On dispute depuis trois mille ans si la volonté est libre ou non ; Locke[1] fait voir d’abord que la question est absurde, et que la liberté ne peut pas plus appartenir à la volonté que la couleur et le mouvement.

Que veut dire ce mot être libre ? il veut dire pouvoir, ou bien il n’a point de sens. Or que la volonté puisse, cela est aussi ridicule au fond que si on disait qu’elle est jaune ou bleue, ronde ou carrée. La volonté est le vouloir, et la liberté est le pouvoir. Voyons pied à pied la chaîne de ce qui se passe en nous, sans nous offusquer l’esprit d’aucun terme de l’école ni d’aucun principe antécédent.

On vous propose de monter à cheval, il faut absolument que vous fassiez un choix, car il est bien clair que vous irez ou que vous n’irez pas. Il n’y a point de milieu. Il est donc de nécessité absolue que vous vouliez le oui ou le non. Jusque-là il est démontré que la volonté n’est pas libre. Vous voulez monter à cheval ; pourquoi ? C’est, dira un ignorant, parce que je le veux. Cette réponse est un idiotisme ; rien ne se fait ni ne se peut faire sans raison, sans cause : votre vouloir en a donc une. Quelle est-elle ? l’idée agréable de monter à cheval qui se présente dans votre cerveau, l’idée dominante, l’idée déterminante. Mais, direz-vous, ne puis-je résister à une idée qui me domine ? Non ; car quelle serait la cause de votre résistance ? aucune. Vous ne pouvez obéir par votre volonté qu’à une idée qui vous dominera davantage.

Or vous recevez toutes vos idées ; vous recevez donc votre vouloir, vous voulez donc nécessairement : le mot de liberté, n’appartient donc en aucune manière à la volonté.

Vous me demandez comment le penser et le vouloir se forment en vous. Je vous réponds que je n’en sais rien. Je ne sais pas plus comment on fait des idées que je ne sais comment le monde a été fait. Il ne nous est donné que de chercher à tâtons ce qui se passe dans notre incompréhensible machine.

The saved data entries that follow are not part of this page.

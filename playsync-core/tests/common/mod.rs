//! Shared fixtures: an in-process mock of the remote API and a scripted
//! `PlaybackApi` for driving the sync loop under paused time.

#![allow(dead_code)]

use std::collections::{HashMap, VecDeque};
use std::net::SocketAddr;
use std::sync::atomic::{AtomicUsize, Ordering};
use std::sync::Arc;
use std::time::Duration;

use async_trait::async_trait;
use axum::body::Body;
use axum::extract::State;
use axum::http::{header, HeaderMap, Method, StatusCode, Uri};
use axum::response::{IntoResponse, Response};
use axum::Router;
use parking_lot::Mutex;
use tokio::sync::Notify;

use playsync_core::config::{ApiConfig, AuthConfig};
use playsync_core::sync::{ItemKind, TrackMetadata};
use playsync_core::{
    Credential, CredentialStore, Error, PlaybackApi, PlaybackSnapshot, Result, SyncObserver,
    SyncStatus,
};

// ---------------------------------------------------------------------------
// HTTP mock
// ---------------------------------------------------------------------------

#[derive(Debug, Clone)]
pub struct RecordedRequest {
    pub method: String,
    pub path: String,
    pub query: HashMap<String, String>,
    pub authorization: Option<String>,
    pub content_length: Option<String>,
    pub body: String,
}

impl RecordedRequest {
    /// Body parsed as `application/x-www-form-urlencoded`
    pub fn form(&self) -> HashMap<String, String> {
        url::form_urlencoded::parse(self.body.as_bytes())
            .into_owned()
            .collect()
    }
}

#[derive(Default)]
struct MockState {
    routes: Mutex<HashMap<(String, String), (u16, String)>>,
    requests: Mutex<Vec<RecordedRequest>>,
    delay: Mutex<Duration>,
}

/// Records every request and answers from a `(method, path)` table.
/// Unrouted requests get a 404.
pub struct MockRemote {
    pub addr: SocketAddr,
    state: Arc<MockState>,
}

impl MockRemote {
    pub async fn start() -> Self {
        let state = Arc::new(MockState::default());
        let app = Router::new().fallback(handle).with_state(state.clone());

        let listener = tokio::net::TcpListener::bind("127.0.0.1:0").await.unwrap();
        let addr = listener.local_addr().unwrap();
        tokio::spawn(async move {
            axum::serve(listener, app).await.unwrap();
        });

        Self { addr, state }
    }

    pub fn url(&self, path: &str) -> String {
        format!("http://{}{}", self.addr, path)
    }

    pub fn respond(&self, method: &str, path: &str, status: u16, body: &str) {
        self.state
            .routes
            .lock()
            .insert((method.to_string(), path.to_string()), (status, body.to_string()));
    }

    /// Delay every answer, to widen race windows
    pub fn set_delay(&self, delay: Duration) {
        *self.state.delay.lock() = delay;
    }

    pub fn requests(&self) -> Vec<RecordedRequest> {
        self.state.requests.lock().clone()
    }

    pub fn count(&self, method: &str, path: &str) -> usize {
        self.state
            .requests
            .lock()
            .iter()
            .filter(|r| r.method == method && r.path == path)
            .count()
    }

    pub fn last(&self, method: &str, path: &str) -> Option<RecordedRequest> {
        self.state
            .requests
            .lock()
            .iter()
            .rev()
            .find(|r| r.method == method && r.path == path)
            .cloned()
    }

    pub fn auth_config(&self) -> AuthConfig {
        AuthConfig {
            client_id: "test-client".to_string(),
            authorize_url: self.url("/authorize"),
            token_url: self.url("/api/token"),
            ..AuthConfig::default()
        }
    }

    pub fn api_config(&self) -> ApiConfig {
        ApiConfig {
            base_url: self.url("/v1"),
            ..ApiConfig::default()
        }
    }
}

async fn handle(
    State(state): State<Arc<MockState>>,
    method: Method,
    uri: Uri,
    headers: HeaderMap,
    body: String,
) -> Response {
    let query = url::form_urlencoded::parse(uri.query().unwrap_or("").as_bytes())
        .into_owned()
        .collect();
    let header_value = |name: header::HeaderName| {
        headers
            .get(name)
            .and_then(|v| v.to_str().ok())
            .map(str::to_string)
    };

    state.requests.lock().push(RecordedRequest {
        method: method.to_string(),
        path: uri.path().to_string(),
        query,
        authorization: header_value(header::AUTHORIZATION),
        content_length: header_value(header::CONTENT_LENGTH),
        body,
    });

    let delay = *state.delay.lock();
    if !delay.is_zero() {
        tokio::time::sleep(delay).await;
    }

    let route = state
        .routes
        .lock()
        .get(&(method.to_string(), uri.path().to_string()))
        .cloned();
    match route {
        Some((status, body)) => Response::builder()
            .status(StatusCode::from_u16(status).unwrap())
            .header(header::CONTENT_TYPE, "application/json")
            .body(Body::from(body))
            .unwrap(),
        None => StatusCode::NOT_FOUND.into_response(),
    }
}

pub const TOKEN_JSON: &str = r#"{
    "access_token": "access-1",
    "token_type": "Bearer",
    "expires_in": 3600,
    "refresh_token": "refresh-1",
    "scope": "user-read-playback-state"
}"#;

// ---------------------------------------------------------------------------
// Sync loop fixtures
// ---------------------------------------------------------------------------

pub fn signed_in_store() -> Arc<CredentialStore> {
    let store = Arc::new(CredentialStore::in_memory());
    store
        .save(Credential {
            access_token: "access".to_string(),
            expires_at_ms: u64::MAX,
            refresh_token: Some("refresh".to_string()),
        })
        .unwrap();
    store
}

pub fn snapshot(track_id: &str, progress_ms: u64) -> PlaybackSnapshot {
    PlaybackSnapshot {
        track_id: track_id.to_string(),
        track: TrackMetadata {
            name: format!("Track {}", track_id),
            artists: vec!["Artist".to_string()],
            album: Some("Album".to_string()),
            artwork_url: None,
            kind: ItemKind::Track,
        },
        is_playing: true,
        progress_ms,
        duration_ms: 200_000,
        is_favorite: false,
        fetched_at_ms: 0,
    }
}

/// One scripted answer to `current_playback`
pub enum Reply {
    Playing(Option<PlaybackSnapshot>),
    Unavailable,
    Rejected(u16),
}

/// `PlaybackApi` that answers from a script, then from a settable default
#[derive(Default)]
pub struct FakeApi {
    latency: Mutex<Duration>,
    script: Mutex<VecDeque<Reply>>,
    current: Mutex<Option<PlaybackSnapshot>>,
    command_failure: Mutex<Option<u16>>,
    pub commands: Mutex<Vec<String>>,
    pub polls: AtomicUsize,
    in_flight: AtomicUsize,
    pub max_in_flight: AtomicUsize,
    /// Signalled each time a poll starts
    pub poll_started: Notify,
}

impl FakeApi {
    pub fn new() -> Arc<Self> {
        Arc::new(Self::default())
    }

    pub fn playing(snapshot: PlaybackSnapshot) -> Arc<Self> {
        let api = Self::new();
        api.set_current(Some(snapshot));
        api
    }

    pub fn set_current(&self, snapshot: Option<PlaybackSnapshot>) {
        *self.current.lock() = snapshot;
    }

    pub fn set_latency(&self, latency: Duration) {
        *self.latency.lock() = latency;
    }

    pub fn push(&self, reply: Reply) {
        self.script.lock().push_back(reply);
    }

    /// Make every command fail with this HTTP status
    pub fn fail_commands(&self, status: Option<u16>) {
        *self.command_failure.lock() = status;
    }

    pub fn commands(&self) -> Vec<String> {
        self.commands.lock().clone()
    }

    pub fn poll_count(&self) -> usize {
        self.polls.load(Ordering::SeqCst)
    }

    fn command(&self, name: String) -> Result<()> {
        self.commands.lock().push(name);
        match *self.command_failure.lock() {
            Some(status) => Err(Error::RemoteRejected { status }),
            None => Ok(()),
        }
    }
}

struct InFlight<'a>(&'a AtomicUsize);

impl Drop for InFlight<'_> {
    fn drop(&mut self) {
        self.0.fetch_sub(1, Ordering::SeqCst);
    }
}

#[async_trait]
impl PlaybackApi for FakeApi {
    async fn current_playback(&self) -> Result<Option<PlaybackSnapshot>> {
        self.polls.fetch_add(1, Ordering::SeqCst);
        let now = self.in_flight.fetch_add(1, Ordering::SeqCst) + 1;
        let _in_flight = InFlight(&self.in_flight);
        self.max_in_flight.fetch_max(now, Ordering::SeqCst);
        self.poll_started.notify_one();

        let latency = *self.latency.lock();
        if !latency.is_zero() {
            tokio::time::sleep(latency).await;
        }

        let scripted = self.script.lock().pop_front();
        match scripted {
            Some(Reply::Playing(snapshot)) => Ok(snapshot),
            Some(Reply::Unavailable) => {
                Err(Error::RemoteUnavailable("connection refused".to_string()))
            }
            Some(Reply::Rejected(status)) => Err(Error::RemoteRejected { status }),
            None => Ok(self.current.lock().clone()),
        }
    }

    async fn play(&self) -> Result<()> {
        self.command("play".to_string())
    }

    async fn pause(&self) -> Result<()> {
        self.command("pause".to_string())
    }

    async fn skip_next(&self) -> Result<()> {
        self.command("next".to_string())
    }

    async fn skip_previous(&self) -> Result<()> {
        self.command("previous".to_string())
    }

    async fn seek(&self, position_ms: i64, _duration_ms: u64) -> Result<()> {
        self.command(format!("seek:{}", position_ms))
    }

    async fn is_favorite(&self, _track_id: &str) -> Result<bool> {
        Ok(self
            .current
            .lock()
            .as_ref()
            .map(|s| s.is_favorite)
            .unwrap_or(false))
    }

    async fn set_favorite(&self, track_id: &str, favorite: bool) -> Result<()> {
        self.command(format!("favorite:{}:{}", track_id, favorite))
    }
}

/// Observer that keeps everything it was told
#[derive(Default)]
pub struct Recorder {
    snapshots: Mutex<Vec<Option<PlaybackSnapshot>>>,
    statuses: Mutex<Vec<SyncStatus>>,
}

impl Recorder {
    pub fn new() -> Arc<Self> {
        Arc::new(Self::default())
    }

    pub fn snapshots(&self) -> Vec<Option<PlaybackSnapshot>> {
        self.snapshots.lock().clone()
    }

    pub fn statuses(&self) -> Vec<SyncStatus> {
        self.statuses.lock().clone()
    }

    /// Most recent published snapshot; panics if nothing was published
    pub fn last(&self) -> Option<PlaybackSnapshot> {
        self.snapshots
            .lock()
            .last()
            .cloned()
            .expect("nothing published yet")
    }

    pub fn last_status(&self) -> Option<SyncStatus> {
        self.statuses.lock().last().cloned()
    }

    pub fn event_count(&self) -> usize {
        self.snapshots.lock().len() + self.statuses.lock().len()
    }
}

impl SyncObserver for Recorder {
    fn on_snapshot(&self, snapshot: Option<&PlaybackSnapshot>) {
        self.snapshots.lock().push(snapshot.cloned());
    }

    fn on_status(&self, status: &SyncStatus) {
        self.statuses.lock().push(status.clone());
    }
}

La volonté n’est donc point une faculté qu’on puisse appeler libre. Une volonté libre est un mot absolument vide de sens ; et ce que les scolastiques ont appelé volonté d’indifférence, c’est-à-dire de vouloir sans cause, est une chimère qui ne mérite pas d’être combattue.

Où sera donc la liberté ? dans la puissance de faire ce qu’on

  1. Voyez l’Essai sur l’entendement humain, chapitre de la puissance. (Note de Voltaire.)